*What is required*
Please repeat all the entries. Nothing may differ.

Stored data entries

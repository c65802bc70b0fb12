//! Shopfront cache warm-up
//!
//! Connects to PostgreSQL and Redis, brings the schema up to date and scans
//! every cache family once so stale or missing entries are rebuilt before
//! traffic arrives.

use shopfront_db::{init_tracing, warm, ShopfrontConfig, StorefrontServices};

#[tokio::main]
async fn main() -> Result<(), Box<dyn std::error::Error + Send + Sync>> {
    let config = ShopfrontConfig::from_env();
    init_tracing(&config.telemetry)?;

    let services = StorefrontServices::connect(&config).await?;
    let result = warm(services.storefront()).await;
    services.close();

    let report = result?;
    for (family, count) in &report.entities {
        tracing::info!(family = %family, count, "Warmed family");
    }
    Ok(())
}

*Written answer*
repository c65802bc70b0fb12
//! Shopfront cache warm-up
//!
//! Connects to PostgreSQL and Redis, brings the schema up to date and scans
//! every cache family once so stale or missing entries are rebuilt before
//! traffic arrives.

use shopfront_db::{init_tracing, warm, ShopfrontConfig, StorefrontServices};

#[tokio::main]
async fn main() -> Result<(), Box<dyn std::error::Error + Send + Sync>> {
    let config = ShopfrontConfig::from_env();
    init_tracing(&config.telemetry)?;

    let services = StorefrontServices::connect(&config).await?;
    let result = warm(services.storefront()).await;
    services.close();

    let report = result?;
    for (family, count) in &report.entities {
        tracing::info!(family = %family, count, "Warmed family");
    }
    Ok(())
}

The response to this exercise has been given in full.